Task directions :: Lines to return, exactly: from the line with "filename src/poller/schedule.rs" to the line with "pub fn tick(&mut" in the entries below, both included.

Stored dataset items
BEGIN

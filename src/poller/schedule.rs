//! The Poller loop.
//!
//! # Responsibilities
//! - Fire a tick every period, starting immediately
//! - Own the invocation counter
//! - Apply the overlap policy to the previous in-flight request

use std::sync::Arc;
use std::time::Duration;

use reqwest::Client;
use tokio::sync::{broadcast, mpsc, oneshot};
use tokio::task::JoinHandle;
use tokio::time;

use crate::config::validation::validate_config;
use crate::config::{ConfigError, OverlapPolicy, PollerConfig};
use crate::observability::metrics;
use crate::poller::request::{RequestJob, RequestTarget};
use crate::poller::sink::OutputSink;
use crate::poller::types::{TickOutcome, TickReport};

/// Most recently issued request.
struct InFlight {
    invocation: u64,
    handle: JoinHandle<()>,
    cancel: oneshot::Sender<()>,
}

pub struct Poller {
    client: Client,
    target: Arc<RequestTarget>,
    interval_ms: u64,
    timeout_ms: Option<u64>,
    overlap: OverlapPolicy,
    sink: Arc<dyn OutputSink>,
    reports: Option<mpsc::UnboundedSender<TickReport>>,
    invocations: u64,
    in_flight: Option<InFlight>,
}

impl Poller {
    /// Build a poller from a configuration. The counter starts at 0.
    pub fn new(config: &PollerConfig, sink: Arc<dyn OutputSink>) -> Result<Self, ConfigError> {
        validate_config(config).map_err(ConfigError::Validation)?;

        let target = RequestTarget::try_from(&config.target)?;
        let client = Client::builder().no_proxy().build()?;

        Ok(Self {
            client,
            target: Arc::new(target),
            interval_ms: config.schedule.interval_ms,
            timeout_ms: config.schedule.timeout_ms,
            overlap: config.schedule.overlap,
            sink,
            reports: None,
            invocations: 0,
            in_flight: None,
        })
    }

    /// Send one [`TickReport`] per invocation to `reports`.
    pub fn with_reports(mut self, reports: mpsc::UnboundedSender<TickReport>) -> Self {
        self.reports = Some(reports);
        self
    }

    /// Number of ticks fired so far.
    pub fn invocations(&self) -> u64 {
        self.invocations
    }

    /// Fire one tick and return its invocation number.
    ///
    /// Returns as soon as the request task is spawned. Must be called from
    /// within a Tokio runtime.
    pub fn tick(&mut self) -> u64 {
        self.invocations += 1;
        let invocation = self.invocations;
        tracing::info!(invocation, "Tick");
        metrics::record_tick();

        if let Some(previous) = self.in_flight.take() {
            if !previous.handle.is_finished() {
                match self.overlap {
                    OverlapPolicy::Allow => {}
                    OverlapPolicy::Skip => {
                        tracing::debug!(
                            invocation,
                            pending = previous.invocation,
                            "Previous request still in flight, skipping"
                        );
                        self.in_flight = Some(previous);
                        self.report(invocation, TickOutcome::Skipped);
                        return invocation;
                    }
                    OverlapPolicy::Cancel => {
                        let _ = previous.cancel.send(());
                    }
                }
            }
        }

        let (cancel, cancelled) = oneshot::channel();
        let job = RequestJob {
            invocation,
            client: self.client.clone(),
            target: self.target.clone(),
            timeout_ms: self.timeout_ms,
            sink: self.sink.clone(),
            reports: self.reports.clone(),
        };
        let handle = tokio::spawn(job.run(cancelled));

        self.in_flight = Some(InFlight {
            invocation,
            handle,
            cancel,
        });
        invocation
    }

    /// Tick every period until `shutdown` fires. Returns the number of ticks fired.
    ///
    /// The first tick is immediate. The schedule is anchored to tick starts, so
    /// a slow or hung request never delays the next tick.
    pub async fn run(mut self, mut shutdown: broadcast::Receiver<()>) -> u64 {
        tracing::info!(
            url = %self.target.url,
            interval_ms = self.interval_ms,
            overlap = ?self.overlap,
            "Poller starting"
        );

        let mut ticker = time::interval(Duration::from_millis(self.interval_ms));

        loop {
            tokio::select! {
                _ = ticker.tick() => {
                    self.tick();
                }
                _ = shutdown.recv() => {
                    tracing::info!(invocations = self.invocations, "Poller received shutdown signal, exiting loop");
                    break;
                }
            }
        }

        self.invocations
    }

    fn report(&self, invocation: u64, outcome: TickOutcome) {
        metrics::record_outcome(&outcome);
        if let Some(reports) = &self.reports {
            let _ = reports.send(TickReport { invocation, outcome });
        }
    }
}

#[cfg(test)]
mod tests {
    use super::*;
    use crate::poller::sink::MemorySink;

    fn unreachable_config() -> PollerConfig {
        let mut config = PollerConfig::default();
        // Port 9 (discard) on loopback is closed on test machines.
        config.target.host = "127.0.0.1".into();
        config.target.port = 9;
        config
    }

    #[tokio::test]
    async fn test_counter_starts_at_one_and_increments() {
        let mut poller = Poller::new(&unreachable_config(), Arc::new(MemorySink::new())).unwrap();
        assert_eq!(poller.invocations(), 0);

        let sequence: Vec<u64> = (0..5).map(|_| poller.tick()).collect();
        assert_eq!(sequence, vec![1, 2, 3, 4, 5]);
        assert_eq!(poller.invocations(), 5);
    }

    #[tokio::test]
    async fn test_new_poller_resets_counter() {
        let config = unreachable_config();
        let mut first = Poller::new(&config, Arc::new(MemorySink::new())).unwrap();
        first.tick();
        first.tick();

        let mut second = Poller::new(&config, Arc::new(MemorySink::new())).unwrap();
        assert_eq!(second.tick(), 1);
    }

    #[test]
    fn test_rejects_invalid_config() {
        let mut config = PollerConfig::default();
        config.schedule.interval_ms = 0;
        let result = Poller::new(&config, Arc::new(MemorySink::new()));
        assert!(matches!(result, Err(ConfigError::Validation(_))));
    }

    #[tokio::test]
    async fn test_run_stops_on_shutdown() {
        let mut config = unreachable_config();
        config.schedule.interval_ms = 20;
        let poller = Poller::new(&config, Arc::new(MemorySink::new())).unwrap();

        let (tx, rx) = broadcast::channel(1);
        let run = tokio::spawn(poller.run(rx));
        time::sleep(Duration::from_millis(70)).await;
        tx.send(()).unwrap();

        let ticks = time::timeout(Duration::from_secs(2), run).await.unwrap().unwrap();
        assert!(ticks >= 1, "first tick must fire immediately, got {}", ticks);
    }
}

END
BEGIN

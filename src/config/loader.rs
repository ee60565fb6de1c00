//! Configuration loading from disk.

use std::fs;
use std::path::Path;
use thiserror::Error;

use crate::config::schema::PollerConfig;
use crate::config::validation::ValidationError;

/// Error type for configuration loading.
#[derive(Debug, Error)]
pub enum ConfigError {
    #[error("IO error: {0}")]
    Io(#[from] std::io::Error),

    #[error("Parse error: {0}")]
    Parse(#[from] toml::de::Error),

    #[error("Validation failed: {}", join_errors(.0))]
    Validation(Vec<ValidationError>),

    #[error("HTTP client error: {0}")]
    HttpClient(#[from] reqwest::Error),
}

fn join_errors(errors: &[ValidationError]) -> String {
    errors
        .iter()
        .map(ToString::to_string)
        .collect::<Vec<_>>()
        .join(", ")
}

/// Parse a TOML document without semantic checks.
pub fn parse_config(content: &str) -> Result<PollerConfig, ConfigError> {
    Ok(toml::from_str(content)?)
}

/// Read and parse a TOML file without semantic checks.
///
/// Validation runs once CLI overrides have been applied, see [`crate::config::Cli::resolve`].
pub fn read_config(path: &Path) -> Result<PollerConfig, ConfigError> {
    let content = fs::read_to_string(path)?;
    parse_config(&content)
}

END

Exercise response ::
filename src/poller/schedule.rs
//! The Poller loop.
//!
//! # Responsibilities
//! - Fire a tick every period, starting immediately
//! - Own the invocation counter
//! - Apply the overlap policy to the previous in-flight request

use std::sync::Arc;
use std::time::Duration;

use reqwest::Client;
use tokio::sync::{broadcast, mpsc, oneshot};
use tokio::task::JoinHandle;
use tokio::time;

use crate::config::validation::validate_config;
use crate::config::{ConfigError, OverlapPolicy, PollerConfig};
use crate::observability::metrics;
use crate::poller::request::{RequestJob, RequestTarget};
use crate::poller::sink::OutputSink;
use crate::poller::types::{TickOutcome, TickReport};

/// Most recently issued request.
struct InFlight {
    invocation: u64,
    handle: JoinHandle<()>,
    cancel: oneshot::Sender<()>,
}

pub struct Poller {
    client: Client,
    target: Arc<RequestTarget>,
    interval_ms: u64,
    timeout_ms: Option<u64>,
    overlap: OverlapPolicy,
    sink: Arc<dyn OutputSink>,
    reports: Option<mpsc::UnboundedSender<TickReport>>,
    invocations: u64,
    in_flight: Option<InFlight>,
}

impl Poller {
    /// Build a poller from a configuration. The counter starts at 0.
    pub fn new(config: &PollerConfig, sink: Arc<dyn OutputSink>) -> Result<Self, ConfigError> {
        validate_config(config).map_err(ConfigError::Validation)?;

        let target = RequestTarget::try_from(&config.target)?;
        let client = Client::builder().no_proxy().build()?;

        Ok(Self {
            client,
            target: Arc::new(target),
            interval_ms: config.schedule.interval_ms,
            timeout_ms: config.schedule.timeout_ms,
            overlap: config.schedule.overlap,
            sink,
            reports: None,
            invocations: 0,
            in_flight: None,
        })
    }

    /// Send one [`TickReport`] per invocation to `reports`.
    pub fn with_reports(mut self, reports: mpsc::UnboundedSender<TickReport>) -> Self {
        self.reports = Some(reports);
        self
    }

    /// Number of ticks fired so far.
    pub fn invocations(&self) -> u64 {
        self.invocations
    }

    /// Fire one tick and return its invocation number.
    ///
    /// Returns as soon as the request task is spawned. Must be called from
    /// within a Tokio runtime.
    pub fn tick(&mut self) -> u64 {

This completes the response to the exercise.